Thursday night, Tröegs celebrated the grand opening of the Splinter Cellar with an invite-only party. Wild Elf was passed around for a toast from owners Chris and John Trogner, who thanked everyone for helping make the Splinter Cellar a reality.
The Splinter Cellar will be used to create Tröegs splinter series beers, which are essentially beer experiments in small batches. The foeders (pronounced "fooders") are each 20-feet tall. The barrels are made of dozens of Italian, Hungarian and French oak boards that have been air dried for three years. The wood mellows beer as it ages, removing any harshness. A variety of flavors are pulled from the wood, like vanilla and coconut. The wood also allows bacteria and wild yeast to thrive, thanks to its porous nature.

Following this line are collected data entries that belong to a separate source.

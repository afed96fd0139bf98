//! GA-based timetable optimization.
//!
//! Searches for a conflict-free assignment of every course to a
//! (teacher, room, timeslot) triple.
//!
//! # Encoding
//!
//! A chromosome is a [`Schedule`](crate::models::Schedule): one gene per
//! course, in catalog course order. Genes are exchanged position by position.
//!
//! # Submodules
//!
//! - [`fitness`](mod@fitness): conflict counting and the `1 / (1 + conflicts)` score
//! - [`operators`]: probability-configured crossover and mutation
//!
//! # Reference
//! Holland (1975), "Adaptation in Natural and Artificial Systems"
//! Burke & Petrovic (2002), "Recent research directions in automated timetabling"

mod chromosome;
mod config;
pub mod fitness;
pub mod operators;
mod runner;

pub use chromosome::{random_schedule, reassign_mutation, uniform_crossover};
pub use config::GaConfig;
pub use fitness::fitness;
pub use operators::GeneticOperators;
pub use runner::{GaResult, GaRunner, GenerationReport, StopReason};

Loud rock pulsed from the DJ's speakers while partygoers sipped, not just Wild Elf, but also Sunshine Pils, Peterpetual IPA and Tröegenator Double Bock. Warm wood tones from the foeders were complimented by white tile, gray cement, silver railings and white walls. The nearly monochrome palate highlights the tall barrels where the magic happens.
Wild Elf, the first beer aged in one of the new foeders, was born from Mad Elf, Tröegs seasonal holiday ale. On a cherry-tasting trip to nearby Peters Orchard in Adams County, brewers began imagining a new sour beer, inspired by the tartness of local Balaton cherries. They filled a small foeder with Mad Elf and the cherries, allowing any wild yeast and bacteria hitchhiking on their skins to add to the fermentation.
After ten months of aging, the first taste was reminiscent of cherry pie, with a spicy through line, as well as undercurrents of almond, vanilla and coconut. Wild Elf, like Mad Elf, is a thick, syrupy ale that's not for everyday drinking, but for special occasion savoring. Everyone I spoke to loved it. Wild Elf is available in 375-ml cork-and-cage bottles at Tröegs Hershey brewery. In the following weeks, a limited amount will roll out throughout Pennsylvania.
Art of Tröegs
Pieces from the recent Art of Tröegs contest was on display in the upstairs gallery. Brian Begley, winner of the 2016 Art of Tröegs contest and New Jersey resident, was on hand to talk about his customized size 13 Nike Dunks. "I've always loved sneakers," he said. Begley, an illustrator and graphic designer, explained how he has followed the athletic shoe industry, since Peter Moore designed the first Air Jordan for Nike. His passion for sneakers made his objet d'art an obvious choice. He lifted the shoes to show me the insoles made from Tröegs labels. Shoe panels and lace tips were also covered in Tröegs labels. He said, "I figured if I didn't win, I would at least have a new pair of sneakers."
Troy A. Weston, another Tröegs artist, enjoyed a glass of Wild Elf while we talked about his piece. Weston, who lives in Central PA, bought a bust of a girl from a thrift shop, then painted over it to create a Día de Muertos (Day of the Dead) mask. He said, "I sell a lot in Sweden." Day of the Dead in Sweden? "It's very popular there," he explained.